Taku: Asiatische Sterne-Küche am Kölner Dom

Direkt am Kölner Dom finden sich nicht nur Wirtshäuser für Touristen, sondern auch das luxuriöse Traditionshotel Excelsior Ernst. Hier stößt man auf ein ungewöhnliches Restaurant in der deutschen Spitzengastronomie, das man sich nicht entgehen lassen sollte! Im Taku, das mit einem Michelin-Stern bedacht wurde, kocht ein Kölner Küchenchef ostasiatische Küche vom Feinsten.

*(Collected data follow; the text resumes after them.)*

use serde::{Deserialize, Serialize};

/// Web app manifest as written to disk.
///
/// Field names follow the W3C manifest vocabulary, hence snake_case on the wire.
#[derive(Debug, Clone, PartialEq, Eq, Serialize, Deserialize)]
pub struct WebManifest {
    pub name: String,
    pub short_name: String,

    #[serde(default, skip_serializing_if = "Option::is_none")]
    pub description: Option<String>,

    pub start_url: String,
    pub scope: String,
    pub display: DisplayMode,
    pub theme_color: String,
    pub background_color: String,

    #[serde(default)]
    pub icons: Vec<ManifestIcon>,
}

#[derive(Debug, Clone, PartialEq, Eq, Serialize, Deserialize)]
pub struct ManifestIcon {
    pub src: String,
    pub sizes: String,

    #[serde(rename = "type")]
    pub mime_type: String,

    #[serde(default, skip_serializing_if = "Option::is_none")]
    pub purpose: Option<String>,
}

#[derive(Debug, Clone, Copy, Default, PartialEq, Eq, Serialize, Deserialize)]
#[serde(rename_all = "kebab-case")]
pub enum DisplayMode {
    Fullscreen,
    #[default]
    Standalone,
    MinimalUi,
    Browser,
}

/// Service-worker caching profile.
#[derive(Debug, Clone, Copy, Default, PartialEq, Eq, Serialize, Deserialize)]
#[serde(rename_all = "snake_case")]
pub enum CachingStrategy {
    /// Cache-first for everything cacheable, long expirations.
    Aggressive,
    #[default]
    Balanced,
    /// Network-first everywhere, short expirations.
    Conservative,
}

impl CachingStrategy {
    pub fn as_str(self) -> &'static str {
        match self {
            CachingStrategy::Aggressive => "aggressive",
            CachingStrategy::Balanced => "balanced",
            CachingStrategy::Conservative => "conservative",
        }
    }
}
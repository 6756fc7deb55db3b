//! Filesystem transaction log for pwaify runs.
//!
//! Every write a pipeline stage makes is recorded here first: pre-existing
//! files are backed up (first capture wins), new files and directories are
//! tracked for deletion. A run ends with exactly one of [`TransactionLog::commit`]
//! or [`TransactionLog::rollback`].
//!
//! Rollback is best-effort. It is not atomic against crashes or against other
//! processes writing into the project at the same time.

mod error;
mod log;
mod paths;
mod shared;

pub use error::{TxnError, TxnResult};
pub use log::{FileBackup, TransactionLog};
pub use paths::normalize;
pub use shared::SharedTransactionLog;
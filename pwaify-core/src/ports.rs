//! Port traits for the pipeline's collaborators.
//!
//! Every write a collaborator makes goes through the run's
//! [`SharedTransactionLog`] so the runner can undo it.

use camino::{Utf8Path, Utf8PathBuf};
use pwaify_domain::{ManifestOptions, ServiceWorkerOptions};
use pwaify_txn::SharedTransactionLog;
use pwaify_types::scan::ScanResult;

/// Read-only project classification.
pub trait Scanner {
    fn scan(&self, project_root: &Utf8Path) -> anyhow::Result<ScanResult>;
}

#[derive(Debug, Clone)]
pub struct IconRequest {
    /// Source image; `None` renders a placeholder.
    pub source: Option<Utf8PathBuf>,
    pub sizes: Vec<u32>,
    /// Directory for rendered icons, relative to the project root.
    pub out_dir: Utf8PathBuf,
    pub app_name: String,
    pub background_color: String,
    pub foreground_color: String,
    pub workers: usize,
}

#[derive(Debug, Clone, PartialEq, Eq)]
pub struct RenderedIcon {
    pub size: u32,
    /// Project-relative path of the written file.
    pub path: Utf8PathBuf,
    pub mime_type: String,
}

#[derive(Debug, Clone, Default)]
pub struct IconRenderReport {
    pub rendered: Vec<RenderedIcon>,
    /// Sizes that failed, with the reason.
    pub failures: Vec<(u32, String)>,
    pub warnings: Vec<String>,
}

pub trait IconRenderer {
    /// Render every requested size. Per-size failures go into the report;
    /// `Err` means nothing could be attempted (unreadable or invalid source).
    fn render(
        &self,
        request: &IconRequest,
        log: &SharedTransactionLog,
    ) -> anyhow::Result<IconRenderReport>;
}

/// A file a writer produced, plus anything worth telling the user.
#[derive(Debug, Clone, PartialEq, Eq)]
pub struct GeneratedFile {
    pub path: Utf8PathBuf,
    pub warnings: Vec<String>,
}

pub trait ManifestWriter {
    fn generate(
        &self,
        options: &ManifestOptions,
        path: &Utf8Path,
        log: &SharedTransactionLog,
    ) -> anyhow::Result<GeneratedFile>;
}

pub trait ServiceWorkerWriter {
    fn generate(
        &self,
        options: &ServiceWorkerOptions,
        path: &Utf8Path,
        log: &SharedTransactionLog,
    ) -> anyhow::Result<GeneratedFile>;
}
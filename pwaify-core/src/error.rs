//! Stage failure taxonomy.

use camino::Utf8PathBuf;
use pwaify_domain::IconError;
use pwaify_types::result::StageName;
use thiserror::Error;

#[derive(Debug, Error)]
pub enum StageError {
    #[error("project scan failed: {0:#}")]
    ScanFailed(anyhow::Error),

    #[error("icon generation failed: {message}")]
    IconGenerationFailed { message: String },

    #[error("icon source {origin} is not a PNG, JPEG, WebP or SVG image")]
    IconInvalidFormat { origin: String },

    #[error("manifest generation failed: {0:#}")]
    ManifestGenerationFailed(anyhow::Error),

    #[error("service worker generation failed: {0:#}")]
    ServiceWorkerGenerationFailed(anyhow::Error),

    #[error("injection into {path} failed: {message}")]
    InjectionFailed { path: Utf8PathBuf, message: String },

    #[error("skipped {path}: {message}")]
    ParsingFailed { path: Utf8PathBuf, message: String },

    #[error("rollback incomplete: {failures} path(s) could not be restored")]
    RollbackPartialFailure { failures: usize },
}

impl StageError {
    /// Fatal errors void the run and trigger rollback.
    pub fn is_fatal(&self) -> bool {
        !matches!(
            self,
            StageError::InjectionFailed { .. }
                | StageError::ParsingFailed { .. }
                | StageError::RollbackPartialFailure { .. }
        )
    }

    pub fn stage(&self) -> Option<StageName> {
        match self {
            StageError::ScanFailed(_) => Some(StageName::Scan),
            StageError::IconGenerationFailed { .. } | StageError::IconInvalidFormat { .. } => {
                Some(StageName::Icons)
            }
            StageError::ManifestGenerationFailed(_) => Some(StageName::Manifest),
            StageError::ServiceWorkerGenerationFailed(_) => Some(StageName::ServiceWorker),
            StageError::InjectionFailed { .. } | StageError::ParsingFailed { .. } => {
                Some(StageName::Injection)
            }
            StageError::RollbackPartialFailure { .. } => None,
        }
    }

    /// Classify an icon renderer error, surfacing an invalid source format.
    pub fn from_icon_error(err: anyhow::Error) -> Self {
        let invalid = err.chain().find_map(|cause| match cause.downcast_ref::<IconError>() {
            Some(IconError::InvalidFormat { origin }) => Some(origin.clone()),
            _ => None,
        });
        match invalid {
            Some(origin) => StageError::IconInvalidFormat { origin },
            None => StageError::IconGenerationFailed {
                message: format!("{err:#}"),
            },
        }
    }
}

#[cfg(test)]
mod tests {
    use super::*;
    use anyhow::Context;

    #[test]
    fn invalid_icon_format_is_found_under_context() {
        let err = Err::<(), _>(IconError::InvalidFormat {
            origin: "logo.gif".to_string(),
        })
        .context("load icon source")
        .unwrap_err();
        let stage = StageError::from_icon_error(err);
        assert!(matches!(&stage, StageError::IconInvalidFormat { origin } if origin == "logo.gif"));
        assert!(stage.is_fatal());
    }

    #[test]
    fn injection_errors_are_best_effort() {
        let err = StageError::ParsingFailed {
            path: "index.html".into(),
            message: "binary".to_string(),
        };
        assert!(!err.is_fatal());
        assert_eq!(err.stage(), Some(StageName::Injection));
    }
}
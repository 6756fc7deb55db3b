use crate::node::{Document, Element, EndTag, Node};

enum Step<'a> {
    Enter(&'a Node),
    Leave(&'a Element),
}

/// Serialize a whole document.
pub fn to_html(doc: &Document) -> String {
    let mut out = String::new();
    write_nodes(&doc.children, &mut out);
    out
}

/// Serialize one element including its start and end tags.
pub fn element_to_html(el: &Element) -> String {
    let mut out = String::new();
    write_start_tag(el, &mut out);
    write_nodes(&el.children, &mut out);
    write_end_tag(el, &mut out);
    out
}

fn write_nodes(nodes: &[Node], out: &mut String) {
    let mut stack: Vec<Step<'_>> = nodes.iter().rev().map(Step::Enter).collect();

    while let Some(step) = stack.pop() {
        match step {
            Step::Enter(Node::Text(text)) => out.push_str(text),
            Step::Enter(Node::Comment(body)) => {
                out.push_str("<!--");
                out.push_str(body);
                out.push_str("-->");
            }
            Step::Enter(Node::Doctype(raw)) => out.push_str(raw),
            Step::Enter(Node::Element(el)) => {
                write_start_tag(el, out);
                stack.push(Step::Leave(el));
                stack.extend(el.children.iter().rev().map(Step::Enter));
            }
            Step::Leave(el) => write_end_tag(el, out),
        }
    }
}

fn write_start_tag(el: &Element, out: &mut String) {
    if let Some(raw) = el.raw_start() {
        out.push_str(raw);
        return;
    }
    out.push('<');
    out.push_str(el.name());
    for attr in el.attrs() {
        out.push(' ');
        out.push_str(&attr.name);
        if let Some(value) = &attr.value {
            // Source values may carry a literal '"' from single-quoted input.
            let quote = if value.contains('"') { '\'' } else { '"' };
            out.push('=');
            out.push(quote);
            out.push_str(value);
            out.push(quote);
        }
    }
    out.push('>');
}

fn write_end_tag(el: &Element, out: &mut String) {
    match el.end() {
        EndTag::None | EndTag::Implied => {}
        EndTag::Explicit(raw) => out.push_str(raw),
        EndTag::Generated => {
            out.push_str("</");
            out.push_str(el.name());
            out.push('>');
        }
    }
}

#[cfg(test)]
mod tests {
    use super::*;

    #[test]
    fn generated_elements_use_double_quotes() {
        let el = Element::new("link")
            .with_attr("rel", "manifest")
            .with_attr("href", "/manifest.json");
        assert_eq!(
            element_to_html(&el),
            "<link rel=\"manifest\" href=\"/manifest.json\">"
        );
    }

    #[test]
    fn generated_script_gets_end_tag() {
        let el = Element::new("script").with_text("go()");
        assert_eq!(element_to_html(&el), "<script>go()</script>");
    }
}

Der Kölner Chef des Cuisine Mirko Gaul ist keine Asiate, macht aber wohl eine der besten Peking-Enten, die man in unseren Breitengraden bekommt. Generell finden sich auf der Speisekarte klassische und feine Gerichte wie Wildlachs-Sushi oder Wagyu-Rind im thailändischen Stil. Die Peking-Ente für zwei Personen ist fast schon legendär: Sie wird in sechs Gängen kredenzt, die auf der Mitte des Tisches angerichtet werden: Da wäre zum einen die Enten-Essenz mit Shitake-Pilzen und Eierstich, die Leber mit Auberginen, Sojabohnen und Knoblauch, die krosse Haut mit Crêpes, Hoisin-Sauce und Gurke, die Keulen mit Wasserkastanie und Koriander, die Flügel mit Garnelen, Enoki und Sternanis und natürlich die Brust mit Wokgemüse und Chili.

Das Rezept ist eine zeitgemäße Interpretation der klassischen Peking-Ente aus der Ming-Dynastie. Chinesen wickeln übrigens traditionell die Fleischstücke in die Crêpes und essen das Ganze wie eine Art Wrap. Gespeist wird im Taku in einer modernen Atmosphäre. Dunkle Holztische und Stühle treffen auf weiche Farben wie Beige, Hellblau oder Grün. Das Highlight bei der Einrichtung ist jedoch ohne Frage das in den Boden eingelassene Koi-Becken.